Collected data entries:

[Start of section]

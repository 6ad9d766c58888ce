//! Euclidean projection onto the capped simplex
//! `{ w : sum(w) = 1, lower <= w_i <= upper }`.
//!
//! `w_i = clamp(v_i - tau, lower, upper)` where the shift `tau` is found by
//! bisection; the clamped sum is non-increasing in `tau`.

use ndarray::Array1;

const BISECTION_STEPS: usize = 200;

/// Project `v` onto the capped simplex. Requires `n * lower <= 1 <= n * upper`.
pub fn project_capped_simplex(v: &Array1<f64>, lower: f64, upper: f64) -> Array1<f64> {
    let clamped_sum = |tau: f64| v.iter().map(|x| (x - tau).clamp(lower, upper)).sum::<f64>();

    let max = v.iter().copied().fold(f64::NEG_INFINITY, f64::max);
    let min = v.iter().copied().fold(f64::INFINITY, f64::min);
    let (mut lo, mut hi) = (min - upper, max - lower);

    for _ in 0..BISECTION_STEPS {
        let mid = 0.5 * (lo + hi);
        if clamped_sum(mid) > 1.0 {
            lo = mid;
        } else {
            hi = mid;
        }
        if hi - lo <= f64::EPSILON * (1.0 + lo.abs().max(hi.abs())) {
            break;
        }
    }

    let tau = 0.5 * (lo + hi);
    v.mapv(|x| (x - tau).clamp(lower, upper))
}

[End of section]
[Start of section]

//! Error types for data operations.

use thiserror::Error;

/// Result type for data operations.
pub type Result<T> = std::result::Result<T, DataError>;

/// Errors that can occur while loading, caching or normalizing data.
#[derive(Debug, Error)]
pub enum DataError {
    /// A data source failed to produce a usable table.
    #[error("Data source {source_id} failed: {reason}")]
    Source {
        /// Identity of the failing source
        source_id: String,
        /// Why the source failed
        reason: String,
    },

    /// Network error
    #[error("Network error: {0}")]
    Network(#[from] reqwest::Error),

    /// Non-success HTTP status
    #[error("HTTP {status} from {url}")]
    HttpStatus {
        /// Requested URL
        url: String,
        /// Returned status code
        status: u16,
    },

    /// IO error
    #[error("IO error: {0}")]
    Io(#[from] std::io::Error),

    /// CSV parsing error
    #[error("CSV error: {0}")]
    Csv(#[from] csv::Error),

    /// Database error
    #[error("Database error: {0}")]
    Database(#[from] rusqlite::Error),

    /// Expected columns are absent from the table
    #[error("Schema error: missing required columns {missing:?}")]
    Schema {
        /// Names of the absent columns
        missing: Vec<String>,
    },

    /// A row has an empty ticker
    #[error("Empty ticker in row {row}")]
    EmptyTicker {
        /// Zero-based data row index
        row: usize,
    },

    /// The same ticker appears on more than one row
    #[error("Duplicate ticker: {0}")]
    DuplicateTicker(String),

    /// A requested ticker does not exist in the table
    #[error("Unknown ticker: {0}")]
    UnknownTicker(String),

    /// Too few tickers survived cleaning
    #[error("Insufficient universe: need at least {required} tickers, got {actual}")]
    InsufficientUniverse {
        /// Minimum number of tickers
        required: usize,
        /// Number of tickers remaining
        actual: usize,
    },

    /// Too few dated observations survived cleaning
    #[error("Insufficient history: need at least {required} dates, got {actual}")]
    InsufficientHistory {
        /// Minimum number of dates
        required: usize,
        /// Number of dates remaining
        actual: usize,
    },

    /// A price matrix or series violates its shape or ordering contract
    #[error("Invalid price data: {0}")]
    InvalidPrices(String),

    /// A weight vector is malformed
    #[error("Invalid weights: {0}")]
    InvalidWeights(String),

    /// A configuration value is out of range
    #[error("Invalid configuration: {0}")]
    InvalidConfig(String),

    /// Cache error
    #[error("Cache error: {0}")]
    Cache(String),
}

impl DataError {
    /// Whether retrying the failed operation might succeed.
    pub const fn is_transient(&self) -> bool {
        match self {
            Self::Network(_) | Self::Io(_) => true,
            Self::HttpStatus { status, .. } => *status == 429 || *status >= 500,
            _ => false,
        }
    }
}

[End of section]

Work required
In the entries, find every line holding "columns" and copy it.

Reply
    /// Expected columns are absent from the table
    #[error("Schema error: missing required columns {missing:?}")]
        /// Names of the absent columns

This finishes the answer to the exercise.